Tuesday, September 28, 2010

Teacher Contract Extension


If you have not already done so, I recommend reading an earlier article I posted titled "Teacher Salary History," to help understand some of the terms and concepts used in this article.

At the Board of Education meeting held Monday, September 27, 2010, the Board passed unanimously a resolution authorizing President Andy Teater and Superintendent Dale McVey to sign an extension to the Master Agreement between the Board of Education and the teachers' union, the Hilliard Education Foundation (HEA). The terms of this extension are straightforward:
  1. The current base salary of $38,362 will remain in effect through December 31, 2011, an extension of one year.
  2. While HEA members have already received their step increases for the 2010-2011 school year, the step increases for the 2011-2012 school year will be delayed six months – until December 31, 2011.
  3. All other provisions of the 2008-2010 Master Agreement remain in effect.
As is obvious with the vote being unanimous, I voted in favor of this contract extension, reading the following into the record:
I would like to say thanks to the members of the Hilliard Education Association for agreeing to this one year contract extension at no base pay increase and a delay in the next step increase.

It has taken many years of hard work and community support to build one of the finest school systems in our State. Hard work on the part of the teachers, students, parents, staff and administrators, and financial support from all those – homeowners and businesses alike – who have continued to generously fund the mission of this district.

This is a time of great uncertainty for our school district, our community, our State and our Country. I suspect that nearly all of us know a neighbor who has lost their job and is struggling to avoid losing their home as well, often at the expense of their already-battered retirement savings. Many more have seen their pay reduced – enough to force unpleasant changes to their lifestyle.

And we have a state government that is seemingly clueless as to how they will deal with a mismatch between revenue and spending that is reportedly on the order of $8 BILLION over the next two years. Balancing the state budget will require spending cuts of a magnitude that are not easily comprehensible.

Without question, the State will solve some of its problems by decreasing its funding to districts like ours – districts which most members of the General Assembly view as having more than enough local financial resources to cover any reduction in state funding. I'm sure we all took note when at the dedication of Bradley High School, Governor Strickland thanked us for constructing that building without benefit of state money.

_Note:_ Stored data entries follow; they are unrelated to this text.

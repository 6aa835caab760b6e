//! Tracker configuration, resolved once at [`Tracker::start`] and immutable
//! for the duration of a session.
//!
//! [`Tracker::start`]: crate::Tracker::start

use crate::protocol::ReportLayout;

/// Orientation estimation strategy.
#[derive(Debug, Clone, Copy, PartialEq, Eq)]
pub enum EstimatorKind {
    /// Angular-velocity integration only. Drifts with gyro bias over time;
    /// fine for short sessions and the only option on Gen1 firmware, which
    /// reports no accelerometer.
    Integration,
    /// Gyro integration with adaptive bias removal and gravity correction
    /// from the accelerometer.
    Fusion,
}

/// Tuning constants for the fusion strategy.
#[derive(Debug, Clone, Copy, PartialEq)]
pub struct FusionParams {
    /// Weight of the gravity-error feedback, in rad/s per radian of error.
    pub gain: f32,
    /// Acceleration magnitude error (|‖a‖ - 1| in g) beyond which the
    /// reading is considered disturbed by linear acceleration.
    pub accel_rejection: f32,
    /// Sustained disturbance time (s) before gravity correction is suspended.
    pub rejection_timeout: f32,
    /// Confirmed-stable time (s) before a suspended correction resumes.
    pub recovery_period: f32,
    /// Bias-corrected angular velocity norm (rad/s) below which the device
    /// may be judged stationary.
    pub still_gyro_threshold: f32,
    /// Acceleration magnitude error (g) below which the device may be judged
    /// stationary.
    pub still_accel_tolerance: f32,
    /// Per-sample low-pass coefficient for the gyro bias estimate.
    pub bias_alpha: f32,
}

impl Default for FusionParams {
    fn default() -> Self {
        Self {
            gain: 0.5,
            accel_rejection: 0.2,
            rejection_timeout: 0.5,
            recovery_period: 0.25,
            still_gyro_threshold: 0.05,
            still_accel_tolerance: 0.02,
            bias_alpha: 0.02,
        }
    }
}

/// Complete configuration for one tracking session.
#[derive(Debug, Clone, Copy, PartialEq)]
pub struct TrackerConfig {
    /// Report layout of the target firmware generation. Never auto-detected.
    pub layout: ReportLayout,
    pub estimator: EstimatorKind,
    pub fusion: FusionParams,
    /// Capacity of the optional physical-sample tap. Samples are dropped,
    /// not blocked on, when a consumer falls behind.
    pub sample_tap_capacity: usize,
}

impl Default for TrackerConfig {
    fn default() -> Self {
        Self {
            layout: ReportLayout::Gen1,
            estimator: EstimatorKind::Integration,
            fusion: FusionParams::default(),
            sample_tap_capacity: 256,
        }
    }
}

impl TrackerConfig {
    /// Fusion configuration for Gen2 firmware.
    pub fn gen2_fusion() -> Self {
        Self {
            layout: ReportLayout::Gen2,
            estimator: EstimatorKind::Fusion,
            ..Self::default()
        }
    }
}
//! The single cross-thread-visible copy of the current orientation.

use nalgebra::UnitQuaternion;
use std::sync::Mutex;

/// Mutex-guarded orientation cell shared between the acquisition thread
/// (sole writer during tracking) and any number of readers.
///
/// The lock is held only for the duration of the copy, never across
/// estimation math, so a slow reader cannot stall the writer and vice
/// versa. Each `get`/`set` is independently atomic; readers can never
/// observe a torn quaternion.
#[derive(Debug)]
pub struct SharedOrientation {
    inner: Mutex<UnitQuaternion<f32>>,
}

impl SharedOrientation {
    pub fn new() -> Self {
        Self {
            inner: Mutex::new(UnitQuaternion::identity()),
        }
    }

    /// Consistent snapshot of the current orientation.
    pub fn get(&self) -> UnitQuaternion<f32> {
        *self.inner.lock().unwrap_or_else(|e| e.into_inner())
    }

    /// Atomically replace the stored orientation.
    pub fn set(&self, orientation: UnitQuaternion<f32>) {
        *self.inner.lock().unwrap_or_else(|e| e.into_inner()) = orientation;
    }
}

impl Default for SharedOrientation {
    fn default() -> Self {
        Self::new()
    }
}
/// Errors that can occur when interacting with the Air glasses.
#[derive(Debug, thiserror::Error)]
pub enum TrackerError {
    #[error("HID error: {0}")]
    Hid(#[from] hidapi::HidError),

    #[error("Air glasses not found (VID=3318 PID=0424, interface 3)")]
    DeviceNotFound,

    #[error("activation handshake failed: {0}")]
    Handshake(String),

    #[error("device read failed: {0}")]
    Read(String),

    #[error("failed to spawn tracking thread: {0}")]
    Spawn(String),
}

The people who run our State think there is more money where that came from.

The state budget situation is going to hurt us in the wallet – we just don't know how badly yet. While we wait to see what happens after the November elections, I appreciate that the HEA understands the situation, and is willing to stand by until the funding picture becomes clearer.

A year from now, we'll be right back at the table with the HEA, trying to decide whether to tack on another year of extension to the 2008-2010 contract, or whether it is time to dig deeper into the relationship and negotiate a new master agreement. What will we know then that we don't know now?

For one thing, we'll know the outcome of this November's elections. Will Governor Strickland be reelected, or will John Kasich be our new Governor? Regardless of who is elected, they'll have the same immediate budget crisis to fix. No matter what strategy the next Governor might have for generating new revenue, I have little doubt that the Governor and General Assembly will have to implement drastic spending cuts. Forecasting revenue gains is an exercise in speculation; spending cuts are definite and immediate.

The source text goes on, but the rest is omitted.